Dataset excerpts

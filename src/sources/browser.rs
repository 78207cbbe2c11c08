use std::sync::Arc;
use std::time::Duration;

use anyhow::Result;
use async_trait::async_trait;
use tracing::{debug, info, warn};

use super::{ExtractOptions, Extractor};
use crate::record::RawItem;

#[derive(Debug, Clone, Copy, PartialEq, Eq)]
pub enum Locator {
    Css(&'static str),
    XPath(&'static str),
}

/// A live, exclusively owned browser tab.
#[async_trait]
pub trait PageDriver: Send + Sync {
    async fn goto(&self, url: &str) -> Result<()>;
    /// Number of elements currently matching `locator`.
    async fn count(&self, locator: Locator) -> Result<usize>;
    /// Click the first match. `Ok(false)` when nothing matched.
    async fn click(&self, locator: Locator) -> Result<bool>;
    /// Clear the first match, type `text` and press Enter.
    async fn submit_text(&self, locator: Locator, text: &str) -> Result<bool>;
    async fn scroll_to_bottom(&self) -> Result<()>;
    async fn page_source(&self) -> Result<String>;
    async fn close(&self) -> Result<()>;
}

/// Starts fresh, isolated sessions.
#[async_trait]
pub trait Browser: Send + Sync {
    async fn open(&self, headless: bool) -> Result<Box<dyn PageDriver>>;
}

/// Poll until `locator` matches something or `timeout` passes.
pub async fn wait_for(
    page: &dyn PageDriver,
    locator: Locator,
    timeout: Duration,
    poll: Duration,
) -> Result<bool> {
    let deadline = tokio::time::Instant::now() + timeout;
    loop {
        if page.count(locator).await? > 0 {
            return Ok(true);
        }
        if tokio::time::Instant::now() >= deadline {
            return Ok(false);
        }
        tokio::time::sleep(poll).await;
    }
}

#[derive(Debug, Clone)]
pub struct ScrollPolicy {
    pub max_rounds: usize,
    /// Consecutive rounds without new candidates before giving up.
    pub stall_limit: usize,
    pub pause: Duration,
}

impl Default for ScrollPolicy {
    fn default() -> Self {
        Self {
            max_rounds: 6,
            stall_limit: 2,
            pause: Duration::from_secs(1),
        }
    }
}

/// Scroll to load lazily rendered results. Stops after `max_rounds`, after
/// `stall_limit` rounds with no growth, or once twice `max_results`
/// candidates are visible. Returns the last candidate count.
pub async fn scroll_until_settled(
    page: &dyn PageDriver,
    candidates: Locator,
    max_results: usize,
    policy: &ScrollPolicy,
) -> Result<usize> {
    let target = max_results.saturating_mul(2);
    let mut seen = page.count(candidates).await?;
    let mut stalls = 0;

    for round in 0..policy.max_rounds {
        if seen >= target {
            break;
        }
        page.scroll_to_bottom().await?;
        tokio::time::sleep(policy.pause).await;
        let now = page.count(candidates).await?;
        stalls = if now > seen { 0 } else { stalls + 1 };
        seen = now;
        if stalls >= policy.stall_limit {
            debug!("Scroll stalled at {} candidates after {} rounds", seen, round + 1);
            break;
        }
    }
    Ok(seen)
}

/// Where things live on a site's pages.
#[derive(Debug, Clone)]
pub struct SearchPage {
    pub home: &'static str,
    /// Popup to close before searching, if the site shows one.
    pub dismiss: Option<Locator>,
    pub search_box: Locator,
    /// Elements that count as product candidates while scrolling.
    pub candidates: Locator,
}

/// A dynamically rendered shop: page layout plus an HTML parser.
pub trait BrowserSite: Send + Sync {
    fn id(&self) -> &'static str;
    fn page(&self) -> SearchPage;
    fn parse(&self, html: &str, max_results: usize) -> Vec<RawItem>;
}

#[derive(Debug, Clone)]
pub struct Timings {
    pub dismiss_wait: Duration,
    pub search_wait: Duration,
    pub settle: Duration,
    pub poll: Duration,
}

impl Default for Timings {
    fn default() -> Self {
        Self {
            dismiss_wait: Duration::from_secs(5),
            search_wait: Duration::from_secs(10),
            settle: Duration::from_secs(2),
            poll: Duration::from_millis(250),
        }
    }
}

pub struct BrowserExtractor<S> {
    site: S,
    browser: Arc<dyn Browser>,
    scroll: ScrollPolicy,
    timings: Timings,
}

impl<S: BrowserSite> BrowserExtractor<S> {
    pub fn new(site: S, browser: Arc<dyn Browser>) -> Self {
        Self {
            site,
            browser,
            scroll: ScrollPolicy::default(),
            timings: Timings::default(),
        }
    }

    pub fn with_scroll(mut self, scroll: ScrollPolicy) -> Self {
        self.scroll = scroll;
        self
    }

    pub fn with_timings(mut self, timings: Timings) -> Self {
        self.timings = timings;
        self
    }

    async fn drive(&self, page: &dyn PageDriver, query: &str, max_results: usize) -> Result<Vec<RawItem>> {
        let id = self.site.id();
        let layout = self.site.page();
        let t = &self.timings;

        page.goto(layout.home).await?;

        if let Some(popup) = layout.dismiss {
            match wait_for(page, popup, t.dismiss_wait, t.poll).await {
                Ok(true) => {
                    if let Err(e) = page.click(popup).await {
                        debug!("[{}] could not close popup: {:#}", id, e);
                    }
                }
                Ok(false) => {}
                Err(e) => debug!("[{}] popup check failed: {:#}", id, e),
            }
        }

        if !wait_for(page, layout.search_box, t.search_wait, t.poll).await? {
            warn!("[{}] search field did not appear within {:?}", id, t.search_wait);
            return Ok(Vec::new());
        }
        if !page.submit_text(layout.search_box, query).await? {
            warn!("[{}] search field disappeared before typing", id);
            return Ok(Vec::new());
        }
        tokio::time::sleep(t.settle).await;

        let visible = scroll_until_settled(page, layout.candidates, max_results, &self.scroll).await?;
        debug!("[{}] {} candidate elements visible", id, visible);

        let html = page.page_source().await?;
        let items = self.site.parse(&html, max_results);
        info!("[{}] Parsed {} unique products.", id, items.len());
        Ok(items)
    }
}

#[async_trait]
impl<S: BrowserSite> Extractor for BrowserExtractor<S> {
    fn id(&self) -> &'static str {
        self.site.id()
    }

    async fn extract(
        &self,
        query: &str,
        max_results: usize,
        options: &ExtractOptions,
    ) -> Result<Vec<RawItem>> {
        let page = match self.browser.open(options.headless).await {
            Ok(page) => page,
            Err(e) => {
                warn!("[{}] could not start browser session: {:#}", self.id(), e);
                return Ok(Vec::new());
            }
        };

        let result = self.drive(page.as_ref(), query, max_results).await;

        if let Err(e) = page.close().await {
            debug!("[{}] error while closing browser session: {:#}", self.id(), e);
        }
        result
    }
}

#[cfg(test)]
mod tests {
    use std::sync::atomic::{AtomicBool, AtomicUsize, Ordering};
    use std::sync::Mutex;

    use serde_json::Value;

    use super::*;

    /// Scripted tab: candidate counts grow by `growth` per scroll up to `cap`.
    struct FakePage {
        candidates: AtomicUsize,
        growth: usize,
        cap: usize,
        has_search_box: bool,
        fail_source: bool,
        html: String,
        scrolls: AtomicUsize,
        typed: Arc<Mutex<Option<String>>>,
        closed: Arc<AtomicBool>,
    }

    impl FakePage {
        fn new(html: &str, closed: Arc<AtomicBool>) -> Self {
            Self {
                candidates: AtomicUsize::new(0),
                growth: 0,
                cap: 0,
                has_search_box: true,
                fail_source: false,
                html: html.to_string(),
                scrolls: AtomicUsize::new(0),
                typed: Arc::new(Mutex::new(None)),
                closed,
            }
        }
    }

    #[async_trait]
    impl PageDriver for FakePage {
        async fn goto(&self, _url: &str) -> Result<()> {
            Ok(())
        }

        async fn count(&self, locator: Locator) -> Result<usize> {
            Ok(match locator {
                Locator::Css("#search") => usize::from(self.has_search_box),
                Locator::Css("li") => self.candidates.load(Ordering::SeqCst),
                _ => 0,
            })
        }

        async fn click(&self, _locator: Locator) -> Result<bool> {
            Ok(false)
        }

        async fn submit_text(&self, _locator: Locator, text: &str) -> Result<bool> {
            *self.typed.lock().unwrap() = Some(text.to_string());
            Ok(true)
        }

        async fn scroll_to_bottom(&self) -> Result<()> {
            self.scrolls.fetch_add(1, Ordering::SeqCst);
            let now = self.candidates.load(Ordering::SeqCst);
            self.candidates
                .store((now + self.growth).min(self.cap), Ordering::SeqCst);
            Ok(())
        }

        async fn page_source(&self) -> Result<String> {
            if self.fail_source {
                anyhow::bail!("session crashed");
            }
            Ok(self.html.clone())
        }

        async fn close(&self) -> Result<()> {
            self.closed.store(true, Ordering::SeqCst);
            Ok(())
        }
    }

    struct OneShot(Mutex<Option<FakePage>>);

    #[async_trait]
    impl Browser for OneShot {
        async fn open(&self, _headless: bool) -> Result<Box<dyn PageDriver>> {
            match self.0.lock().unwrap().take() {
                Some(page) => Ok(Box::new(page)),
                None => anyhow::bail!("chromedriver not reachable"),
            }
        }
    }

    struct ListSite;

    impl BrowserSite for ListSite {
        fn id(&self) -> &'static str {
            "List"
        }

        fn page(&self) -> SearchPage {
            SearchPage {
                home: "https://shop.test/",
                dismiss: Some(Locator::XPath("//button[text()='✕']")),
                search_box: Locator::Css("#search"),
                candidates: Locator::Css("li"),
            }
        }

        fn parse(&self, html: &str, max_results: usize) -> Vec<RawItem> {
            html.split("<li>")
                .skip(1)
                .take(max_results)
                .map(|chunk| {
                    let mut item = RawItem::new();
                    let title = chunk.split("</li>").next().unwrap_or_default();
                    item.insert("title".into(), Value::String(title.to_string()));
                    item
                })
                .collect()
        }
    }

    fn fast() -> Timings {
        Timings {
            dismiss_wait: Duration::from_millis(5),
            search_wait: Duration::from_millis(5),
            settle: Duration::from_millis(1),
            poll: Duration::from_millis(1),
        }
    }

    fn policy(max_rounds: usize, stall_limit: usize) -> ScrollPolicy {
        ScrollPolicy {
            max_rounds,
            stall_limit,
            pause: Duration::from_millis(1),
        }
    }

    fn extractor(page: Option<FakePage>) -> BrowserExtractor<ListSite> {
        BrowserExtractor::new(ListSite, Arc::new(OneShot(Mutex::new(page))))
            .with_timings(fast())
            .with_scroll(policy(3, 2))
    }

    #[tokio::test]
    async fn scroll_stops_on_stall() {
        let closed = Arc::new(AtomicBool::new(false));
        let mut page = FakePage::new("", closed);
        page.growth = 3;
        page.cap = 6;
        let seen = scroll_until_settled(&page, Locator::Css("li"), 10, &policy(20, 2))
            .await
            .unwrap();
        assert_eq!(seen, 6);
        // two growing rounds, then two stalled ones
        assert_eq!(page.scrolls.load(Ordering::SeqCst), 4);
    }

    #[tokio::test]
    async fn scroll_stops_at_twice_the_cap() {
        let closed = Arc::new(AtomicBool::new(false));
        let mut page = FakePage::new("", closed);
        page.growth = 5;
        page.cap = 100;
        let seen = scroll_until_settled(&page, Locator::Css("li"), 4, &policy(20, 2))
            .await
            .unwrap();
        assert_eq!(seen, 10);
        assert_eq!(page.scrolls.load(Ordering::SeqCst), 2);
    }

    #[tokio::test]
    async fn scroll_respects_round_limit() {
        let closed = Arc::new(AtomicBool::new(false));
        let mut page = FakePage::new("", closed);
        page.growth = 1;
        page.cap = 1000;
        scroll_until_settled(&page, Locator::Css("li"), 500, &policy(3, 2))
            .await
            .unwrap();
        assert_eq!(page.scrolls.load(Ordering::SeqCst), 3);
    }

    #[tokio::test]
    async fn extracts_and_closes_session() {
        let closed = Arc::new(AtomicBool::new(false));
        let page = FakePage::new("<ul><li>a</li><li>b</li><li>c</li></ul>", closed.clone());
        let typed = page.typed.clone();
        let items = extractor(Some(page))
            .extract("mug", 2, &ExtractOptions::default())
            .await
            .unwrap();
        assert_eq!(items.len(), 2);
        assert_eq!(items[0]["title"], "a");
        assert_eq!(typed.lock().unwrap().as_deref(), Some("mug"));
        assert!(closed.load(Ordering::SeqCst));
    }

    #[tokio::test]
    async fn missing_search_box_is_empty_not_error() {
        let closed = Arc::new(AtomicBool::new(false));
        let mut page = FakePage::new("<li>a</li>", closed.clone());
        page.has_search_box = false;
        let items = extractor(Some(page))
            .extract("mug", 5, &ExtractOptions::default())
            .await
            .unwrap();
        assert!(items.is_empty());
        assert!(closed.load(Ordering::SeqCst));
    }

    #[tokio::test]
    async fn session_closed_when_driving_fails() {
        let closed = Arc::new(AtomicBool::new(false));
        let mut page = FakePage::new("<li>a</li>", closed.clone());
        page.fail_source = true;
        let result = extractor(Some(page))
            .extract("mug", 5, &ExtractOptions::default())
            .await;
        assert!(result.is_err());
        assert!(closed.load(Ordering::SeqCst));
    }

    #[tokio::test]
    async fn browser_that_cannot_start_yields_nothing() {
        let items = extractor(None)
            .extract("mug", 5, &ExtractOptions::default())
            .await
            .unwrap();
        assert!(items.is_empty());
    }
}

...

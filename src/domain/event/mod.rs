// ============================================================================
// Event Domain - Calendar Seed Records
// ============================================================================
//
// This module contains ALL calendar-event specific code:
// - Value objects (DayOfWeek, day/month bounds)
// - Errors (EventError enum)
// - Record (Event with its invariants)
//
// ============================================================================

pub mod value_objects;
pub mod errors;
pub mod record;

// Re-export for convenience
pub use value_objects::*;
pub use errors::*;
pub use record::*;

---

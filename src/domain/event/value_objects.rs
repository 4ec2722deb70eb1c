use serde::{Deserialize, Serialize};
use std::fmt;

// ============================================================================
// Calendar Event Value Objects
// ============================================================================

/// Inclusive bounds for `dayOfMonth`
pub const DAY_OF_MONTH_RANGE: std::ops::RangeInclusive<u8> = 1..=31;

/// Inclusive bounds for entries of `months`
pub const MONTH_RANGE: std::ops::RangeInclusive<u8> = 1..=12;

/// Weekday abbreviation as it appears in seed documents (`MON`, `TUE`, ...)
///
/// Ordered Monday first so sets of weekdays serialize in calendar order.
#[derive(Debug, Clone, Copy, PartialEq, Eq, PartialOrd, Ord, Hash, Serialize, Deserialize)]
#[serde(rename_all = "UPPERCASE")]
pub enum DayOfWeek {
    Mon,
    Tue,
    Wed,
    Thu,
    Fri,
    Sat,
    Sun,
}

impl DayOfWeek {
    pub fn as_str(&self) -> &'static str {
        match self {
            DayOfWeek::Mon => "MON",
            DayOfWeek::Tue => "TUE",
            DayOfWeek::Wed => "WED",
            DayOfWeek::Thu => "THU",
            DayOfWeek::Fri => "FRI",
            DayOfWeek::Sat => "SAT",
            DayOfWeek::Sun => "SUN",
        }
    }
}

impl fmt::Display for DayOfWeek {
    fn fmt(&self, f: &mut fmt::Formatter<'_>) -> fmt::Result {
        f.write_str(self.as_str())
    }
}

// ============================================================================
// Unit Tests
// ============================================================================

> **Exercise aim**
In the records, find every line that has the string "target" and copy it.

> **Response area**
    let target = max_results.saturating_mul(2);
        if seen >= target {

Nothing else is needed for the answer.